Building TADMA.Net with Remix and Ant Design
Whenever I start on a new personal tech project I always start with trying to figure out if there’s a better way to build than what I’d used previously. In my last few projects I used AWS Amplify, and I’ve found it to be pretty buggy. Like it has a lot of great pieces in place for data stores, authentication, etc, but it was never particuarly reliable when building it.

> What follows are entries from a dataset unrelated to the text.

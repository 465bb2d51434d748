//! Argument definitions and the pipeline that builds them.
//!
//! Every leaf field of the flattened schema becomes one
//! [`ArgumentDefinition`]. The definition starts out holding only the
//! field's provenance, shape and native default; the stages in [`STAGES`]
//! then fill in the rest, each returning a new value:
//!
//! 1. `required` is set when the field has no default;
//! 2. defaulted booleans become flip flags;
//! 3. remaining fields are resolved into an instantiator and metadata;
//! 4. help text is composed from docs and the default;
//! 5. the default is rendered into parser tokens.

use tracing::{debug, trace};

use crate::error::{ArgsError, ArgsResult};
use crate::resolve::{Arity, Instantiator, resolve};
use crate::schema::{FieldDescriptor, LeafField, RecordRef, SchemaArena, TypeShape};
use crate::ArgValue;

mod boolean;
pub(crate) mod defaults;
mod help;
mod namespace;

pub use defaults::{DefaultKind, render_scalar};
pub use namespace::{DestinationKey, long_flag};

use namespace::Namespace;

/// How flag presence maps to a value.
#[derive(Debug, Clone, Copy, PartialEq, Eq)]
pub enum Action {
    /// Tokens are converted by the instantiator.
    None,
    /// Presence sets `true`; the default is `false`.
    FlipToTrue,
    /// Presence sets `false`; the default is `true`.
    FlipToFalse,
}

/// Everything the parser needs to know about one leaf field.
#[derive(Debug, Clone)]
pub struct ArgumentDefinition {
    pub(crate) prefix: String,
    pub(crate) field_name: &'static str,
    pub(crate) owner: &'static str,
    pub(crate) doc: Option<&'static str>,
    pub(crate) shape: TypeShape,
    pub(crate) substitutions: Vec<(&'static str, TypeShape)>,
    pub(crate) name: String,
    pub(crate) destination: DestinationKey,
    pub(crate) instantiator: Option<Instantiator>,
    pub(crate) display_type: Option<TypeShape>,
    pub(crate) default: Option<ArgValue>,
    pub(crate) default_tokens: Option<DefaultKind>,
    pub(crate) required: bool,
    pub(crate) optional: bool,
    pub(crate) action: Action,
    pub(crate) arity: Option<Arity>,
    pub(crate) choices: Option<Vec<String>>,
    pub(crate) value_hint: Option<Vec<String>>,
    pub(crate) help: String,
}

impl ArgumentDefinition {
    /// Unprocessed definition for `field`, declared by `owner` under `prefix`.
    ///
    /// An [`ArgValue::Absent`] default is the same as no default.
    pub(crate) fn seed(
        prefix: &str,
        field: &FieldDescriptor,
        owner: &'static str,
        substitutions: &[(&'static str, TypeShape)],
    ) -> Self {
        let default = field
            .default
            .as_ref()
            .map(crate::schema::DefaultSource::produce)
            .filter(|value| *value != ArgValue::Absent);
        Self {
            prefix: prefix.to_owned(),
            field_name: field.name,
            owner,
            doc: field.doc,
            shape: field.shape.clone(),
            substitutions: substitutions.to_vec(),
            name: field.name.to_owned(),
            destination: DestinationKey::new(prefix, field.name),
            instantiator: None,
            display_type: None,
            default,
            default_tokens: None,
            required: false,
            optional: false,
            action: Action::None,
            arity: None,
            choices: None,
            value_hint: None,
            help: String::new(),
        }
    }

    /// Replaces the native default with one declared by an enclosing record.
    pub(crate) fn with_inherited_default(mut self, value: ArgValue) -> Self {
        self.default = Some(value).filter(|value| *value != ArgValue::Absent);
        self
    }

    /// Dotted namespace inherited from enclosing records.
    #[must_use]
    pub fn prefix(&self) -> &str {
        &self.prefix
    }

    /// Identifier of the field in its record.
    #[must_use]
    pub const fn field_name(&self) -> &'static str {
        self.field_name
    }

    /// Name of the record declaring the field.
    #[must_use]
    pub const fn owner(&self) -> &'static str {
        self.owner
    }

    /// Visible name; `no_<field>` for flip-to-false booleans.
    #[must_use]
    pub fn name(&self) -> &str {
        &self.name
    }

    /// Key the parsed value is stored under.
    #[must_use]
    pub const fn destination(&self) -> &DestinationKey {
        &self.destination
    }

    /// Long flag without the leading `--`.
    #[must_use]
    pub fn long(&self) -> String {
        long_flag(&self.prefix, &self.name)
    }

    /// Flag as typed on the command line.
    #[must_use]
    pub fn flag(&self) -> String {
        format!("--{}", self.long())
    }

    /// Converts tokens into a value; `None` for flip flags.
    #[must_use]
    pub const fn instantiator(&self) -> Option<&Instantiator> {
        self.instantiator.as_ref()
    }

    /// Resolved type with transparent layers removed; `None` for flip flags.
    #[must_use]
    pub const fn display_type(&self) -> Option<&TypeShape> {
        self.display_type.as_ref()
    }

    /// Native default value.
    #[must_use]
    pub const fn default(&self) -> Option<&ArgValue> {
        self.default.as_ref()
    }

    /// Default rendered into parser tokens.
    #[must_use]
    pub const fn default_tokens(&self) -> Option<&DefaultKind> {
        self.default_tokens.as_ref()
    }

    /// Whether the flag must be supplied.
    #[must_use]
    pub const fn required(&self) -> bool {
        self.required
    }

    /// Whether an omitted flag reconstructs as `None`.
    #[must_use]
    pub const fn is_optional(&self) -> bool {
        self.optional
    }

    /// Flip protocol, if any.
    #[must_use]
    pub const fn action(&self) -> Action {
        self.action
    }

    /// Token count; `None` for flip flags.
    #[must_use]
    pub const fn arity(&self) -> Option<Arity> {
        self.arity
    }

    /// Closed set of accepted tokens.
    #[must_use]
    pub fn choices(&self) -> Option<&[String]> {
        self.choices.as_deref()
    }

    /// Value names for usage strings; never set together with choices.
    #[must_use]
    pub fn value_hint(&self) -> Option<&[String]> {
        self.value_hint.as_deref()
    }

    /// Composed help string.
    #[must_use]
    pub fn help(&self) -> &str {
        &self.help
    }
}

/// One step of the definition pipeline.
pub type Stage = fn(ArgumentDefinition) -> ArgsResult<ArgumentDefinition>;

/// The pipeline, in application order.
pub const STAGES: &[(&str, Stage)] = &[
    ("required", mark_required_without_default),
    ("boolean", boolean::specialise_boolean_flags),
    ("resolve", resolve_instantiator),
    ("help", help::compose_help_text),
    ("defaults", defaults::render_default_tokens),
];

fn mark_required_without_default(mut def: ArgumentDefinition) -> ArgsResult<ArgumentDefinition> {
    def.required = def.default.is_none();
    Ok(def)
}

fn resolve_instantiator(mut def: ArgumentDefinition) -> ArgsResult<ArgumentDefinition> {
    if def.action != Action::None {
        return Ok(def);
    }
    let resolved = resolve(&def.shape, &def.substitutions).map_err(|err| {
        ArgsError::UnsupportedType {
            field: def.destination.to_string(),
            shape: err.to_string(),
        }
    })?;
    let metadata = resolved.metadata;
    def.instantiator = Some(resolved.instantiator);
    def.display_type = Some(resolved.display_type);
    def.arity = Some(metadata.arity);
    def.optional = metadata.is_optional;
    def.required = def.required && !metadata.is_optional;
    def.value_hint = if metadata.choices.is_some() {
        None
    } else {
        metadata.value_hint
    };
    def.choices = metadata.choices;
    Ok(def)
}

/// Runs every stage over a seeded definition.
///
/// # Errors
///
/// Propagates the first stage failure.
pub fn run_pipeline(seed: ArgumentDefinition) -> ArgsResult<ArgumentDefinition> {
    STAGES.iter().try_fold(seed, |def, (label, stage)| {
        trace!(destination = %def.destination, stage = *label, "applying definition stage");
        stage(def)
    })
}

/// The definitions for every leaf of a record, in declaration order.
#[derive(Debug)]
pub struct DefinitionSet {
    arena: SchemaArena,
    definitions: Vec<ArgumentDefinition>,
}

impl DefinitionSet {
    /// Flattens `root` and builds a definition for each leaf field.
    ///
    /// # Errors
    ///
    /// Returns [`ArgsError::CyclicSchema`], [`ArgsError::UnsupportedType`]
    /// or [`ArgsError::DestinationCollision`] for records that cannot be
    /// expressed as a command line.
    pub fn build(root: RecordRef) -> ArgsResult<Self> {
        let arena = SchemaArena::build(root)?;
        let mut namespace = Namespace::default();
        let mut definitions = Vec::new();
        for (_, leaf) in arena.leaves() {
            let def = run_pipeline(seed_from_leaf(&arena, leaf))?;
            namespace.claim(&def.destination, &def.long())?;
            definitions.push(def);
        }
        debug!(
            record = root.id,
            definitions = definitions.len(),
            "built argument definitions"
        );
        Ok(Self { arena, definitions })
    }

    /// Definitions in depth-first field order.
    #[must_use]
    pub fn definitions(&self) -> &[ArgumentDefinition] {
        &self.definitions
    }

    /// Definition stored under `destination`.
    #[must_use]
    pub fn get(&self, destination: &str) -> Option<&ArgumentDefinition> {
        self.definitions
            .iter()
            .find(|def| def.destination.as_str() == destination)
    }

    /// Flattened record tree the definitions were built from.
    #[must_use]
    pub const fn arena(&self) -> &SchemaArena {
        &self.arena
    }

    /// Doc comment of the root record.
    #[must_use]
    pub fn description(&self) -> Option<&'static str> {
        self.arena.schema(self.arena.root()).and_then(|schema| schema.doc)
    }
}

fn seed_from_leaf(arena: &SchemaArena, leaf: &LeafField) -> ArgumentDefinition {
    let (owner, substitutions) = arena
        .schema(leaf.node)
        .map_or(("", &[][..]), |schema| {
            (schema.name, schema.substitutions.as_slice())
        });
    let seed = ArgumentDefinition::seed(&leaf.prefix, &leaf.descriptor, owner, substitutions);
    match &leaf.inherited {
        Some(value) => seed.with_inherited_default(value.clone()),
        None => seed,
    }
}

This time I decided to try Remix, and so far I think I like it better, but we’ll see how it works over the long run. Now that I have a basic site up and running I figured it was worth talking about the headaches I had along the way.
Remix Grunge Stack
First of all, I can’t just keep things simple and go with the most basic version of Remix. Instead I wanted to run the serverless version that uses a Lambda back end. This is the “Grunge” stack.

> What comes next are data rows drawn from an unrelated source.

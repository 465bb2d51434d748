//! Unit tests for schema descriptions and the flattening arena.

use std::collections::HashMap;

use anyhow::{Result, anyhow, ensure};
use rstest::rstest;

use super::{PrimitiveKind, RecordRef, SchemaArena, TypeShape, WrapperKind};
use crate::definition::DestinationKey;
use crate::{ArgValue, ArgsError, Record};

#[derive(Record, Debug, PartialEq)]
#[schemargs(crate = "crate")]
struct Inner {
    /// Inner value.
    #[schemargs(default = 1)]
    y: i32,
}

/// Outer record.
#[derive(Record, Debug, PartialEq)]
#[schemargs(crate = "crate")]
struct Outer {
    x: u8,
    b: Inner,
    #[schemargs(skip)]
    hidden: Vec<u8>,
}

#[derive(Record)]
#[schemargs(crate = "crate")]
struct Node {
    value: u8,
    next: Box<Node>,
}

#[derive(Record)]
#[schemargs(crate = "crate")]
struct Ping {
    pong: Box<Pong>,
}

#[derive(Record)]
#[schemargs(crate = "crate")]
struct Pong {
    ping: Box<Ping>,
}

#[rstest]
fn with_literal_keeps_optional_and_wrapper_layers() {
    let base = TypeShape::Optional(Box::new(TypeShape::Primitive(PrimitiveKind::U8)))
        .labeled("level");
    let shape = TypeShape::with_literal(base, vec![ArgValue::UInt(1)]);
    let TypeShape::Wrapped { wrapper, inner } = shape else {
        panic!("label layer lost");
    };
    assert_eq!(wrapper, WrapperKind::Labeled("level"));
    assert!(matches!(
        *inner,
        TypeShape::Optional(ref literal) if matches!(**literal, TypeShape::Literal { .. })
    ));
}

#[rstest]
#[case(TypeShape::Primitive(PrimitiveKind::F64), "f64")]
#[case(TypeShape::Optional(Box::new(TypeShape::Primitive(PrimitiveKind::Str))), "Option<String>")]
#[case(
    TypeShape::Tuple(vec![TypeShape::Primitive(PrimitiveKind::I8), TypeShape::Generic("T")]),
    "(i8, T)"
)]
fn shapes_render_as_rust_types(#[case] shape: TypeShape, #[case] expected: &str) {
    assert_eq!(shape.to_string(), expected);
}

#[rstest]
fn derived_schema_carries_docs_and_order() -> Result<()> {
    let schema = Outer::schema();
    ensure!(schema.name == "Outer");
    ensure!(schema.doc == Some("Outer record."));
    let names: Vec<_> = schema.fields.iter().map(|field| field.name).collect();
    ensure!(names == ["x", "b", "hidden"]);
    ensure!(Inner::schema().field_doc("y") == Some("Inner value."));
    ensure!(schema.field_doc("x").is_none());
    Ok(())
}

#[rstest]
fn arena_flattens_nested_records() -> Result<()> {
    let arena = SchemaArena::build(RecordRef::of::<Outer>())?;
    let leaves: Vec<String> = arena
        .leaves()
        .map(|(_, leaf)| leaf.destination().to_string())
        .collect();
    ensure!(leaves == ["x", "b.y"], "unexpected leaves {leaves:?}");
    let (_, nested) = arena
        .leaves()
        .nth(1)
        .ok_or_else(|| anyhow!("missing nested leaf"))?;
    ensure!(nested.prefix == "b.");
    ensure!(arena.parent(nested.node) == Some(arena.root()));
    ensure!(arena.prefix(nested.node) == Some("b."));
    Ok(())
}

#[rstest]
fn arena_assembles_values_bottom_up() -> Result<()> {
    let arena = SchemaArena::build(RecordRef::of::<Outer>())?;
    let values = HashMap::from([
        (DestinationKey::new("", "x"), ArgValue::UInt(4)),
        (DestinationKey::new("b.", "y"), ArgValue::Int(-2)),
    ]);
    let assembled = arena.assemble(values)?;
    let outer = <Outer as crate::ArgType>::from_arg_value(assembled)?;
    ensure!(
        outer
            == Outer {
                x: 4,
                b: Inner { y: -2 },
                hidden: Vec::new(),
            }
    );
    Ok(())
}

#[rstest]
fn assembling_without_a_leaf_fails() -> Result<()> {
    let arena = SchemaArena::build(RecordRef::of::<Outer>())?;
    let values = HashMap::from([(DestinationKey::new("", "x"), ArgValue::UInt(4))]);
    ensure!(arena.assemble(values).is_err());
    Ok(())
}

#[rstest]
#[case::self_reference(RecordRef::of::<Node>(), "Node -> Node")]
#[case::mutual(RecordRef::of::<Ping>(), "Ping -> Pong -> Ping")]
fn cycles_are_rejected(#[case] root: RecordRef, #[case] expected: &str) -> Result<()> {
    match SchemaArena::build(root) {
        Err(ArgsError::CyclicSchema { cycle }) => {
            ensure!(cycle == expected, "unexpected cycle {cycle}");
            Ok(())
        }
        other => Err(anyhow!("expected a cycle, got {other:?}")),
    }
}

Much credit to Remix because this part worked extremely well. I was able to build a very simple RSS reader that would feed into my site. Nothing super fancy, and needs some optimization. But the basic capability was easy to put together.

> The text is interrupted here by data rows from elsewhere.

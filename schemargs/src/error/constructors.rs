//! Constructors and classification helpers for [`ArgsError`] and the
//! parser errors it wraps.

use clap::error::{ContextKind, ContextValue, ErrorKind};

use super::ArgsError;

impl ArgsError {
    /// Classifies an error reported by the parser itself.
    ///
    /// Missing required arguments and rejected choices get their own
    /// variants; everything else is [`ArgsError::Usage`].
    #[must_use]
    pub fn from_clap(err: clap::Error) -> Self {
        let flag = context_text(&err, ContextKind::InvalidArg);
        let value = context_text(&err, ContextKind::InvalidValue);
        let has_choices = err.get(ContextKind::ValidValue).is_some();
        match (err.kind(), flag, value) {
            (ErrorKind::MissingRequiredArgument, Some(missing), _) => Self::MissingRequired {
                flag: missing,
                source: Box::new(err),
            },
            (ErrorKind::InvalidValue, Some(invalid), Some(rejected)) if has_choices => {
                Self::InvalidChoice {
                    flag: invalid,
                    value: rejected,
                    source: Box::new(err),
                }
            }
            _ => Self::Usage(Box::new(err)),
        }
    }

    /// Returns `true` for failures caused by the record type rather than by
    /// command-line input.
    #[must_use]
    pub const fn is_schema_error(&self) -> bool {
        matches!(
            self,
            Self::UnsupportedType { .. }
                | Self::DestinationCollision { .. }
                | Self::CyclicSchema { .. }
                | Self::Value(_)
        )
    }

    /// The parser error behind a parse-time failure.
    #[must_use]
    pub fn clap_error(&self) -> Option<&clap::Error> {
        match self {
            Self::InvalidChoice { source, .. }
            | Self::Conversion { source, .. }
            | Self::MissingRequired { source, .. }
            | Self::Usage(source) => Some(source),
            Self::UnsupportedType { .. }
            | Self::DestinationCollision { .. }
            | Self::CyclicSchema { .. }
            | Self::Value(_) => None,
        }
    }

    /// Reports the error and terminates the process.
    ///
    /// Parse-time errors are printed by clap with its usage tail and exit
    /// status (2 for errors, 0 for `--help`).
    ///
    /// # Panics
    ///
    /// Panics for schema errors, which indicate a record type that can never
    /// be parsed.
    pub fn exit(self) -> ! {
        match self.clap_error() {
            Some(err) => err.exit(),
            None => panic!("invalid argument schema: {self}"),
        }
    }
}

/// Returns `true` when a [`clap::Error`] corresponds to `--help` or
/// `--version`.
///
/// Callers using [`crate::try_parse_from`] should hand these to
/// [`clap::Error::exit`] to keep the zero exit status.
#[must_use]
pub fn is_display_request(err: &clap::Error) -> bool {
    matches!(
        err.kind(),
        ErrorKind::DisplayHelp | ErrorKind::DisplayVersion
    )
}

fn context_text(err: &clap::Error, kind: ContextKind) -> Option<String> {
    match err.get(kind)? {
        ContextValue::String(text) => Some(text.clone()),
        ContextValue::Strings(texts) => Some(texts.join(", ")),
        ContextValue::StyledStr(styled) => Some(styled.to_string()),
        _ => None,
    }
}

I did run into some snags with getting the UI right which required a little futzing about, mostly because I’d chosen to use Ant Design instead of Tailwind. I suspect had I decided on Remix before I decided on Ant Design I’d have just used Tailwind. 🤷♂️
Worked Fine Locally But…
That’s when things got a bit weird. I feel like this is always the way with these kinds of tools. You build something locally that works pretty well, but then you try to put it into Production and things fall apart.
The first problem was that I kept seeing an Authorization Error that was clearly coming from S3. To illustrate the problem, this is what the routing looks like overall:
I was able to see the HTML and the data was coming back just fine. The CSS was completely broken though. When I went to look at what was wrong I was seeing 403 errors and then if I went there directly myself I saw the tell tale S3 bucket authorization error.
It is weird to me that, out of the box, Remix and Architect build me a broken production website. Worse, it was very hard to find good documentation because googling “architect authorization error” doesn’t exactly narrow it down very well.
Cloud Front to the Rescue
Eventually I was going to want to have it setup anyhow, so I tried using Cloud Front as a workaround. So rather than try to have the API gateway handle the S3 bucket’s static content, I just routed it directly from Cloud Front like this:
That actually works. I still kinda want to know why Architect’s way of deploying didn’t work out of the box, but for now I have a working site.
Is React 18 Just Broken?
The other issue I ran into appears to be something finnicky about React 18. Remix provides server-side rendeering, which is all great, but React 18 gets weird with this. It throws errors related to “Hydration”.
Apparently the problem is that the server side rendering and the client must be 100% aligned. If it isn’t, then you get an error and no site to look at. So once I got my Authorization problem fixed I was only getting errors, and it worked fine locally.
I did a little digging into it and for my purposes, the path of least resistence was to downgrade to React 17. It worked just as well and did not cause the same errors. Problem solved and the site now works: https://www.tadma.net.
Kinda Slow, eh?
I’ll note that the site is pretty slow at the moment. I’m doing this on the cheap, so the lambda function is starting cold and then going and querying the RSS feed from here. If I was doing this for better alacrity, I’d modify it to cache that RSS feed and keep the Lambda function warm. For now though, the basics are working.
Some Final Architect Thoughts
As an Architect I think there’s a lot to be said about having the right tools for the job and putting the right amount of effort into it. The purpose of this project was to get a basic site up and running and kick the tires on some different tools.
While nominally this is all “in production” in that you, the public, can go to that site, it is not an enterprise class sustainable application. Nor should it be. That said though, if you hammered that site it could take a beating since it’s all backed by Lambda and S3.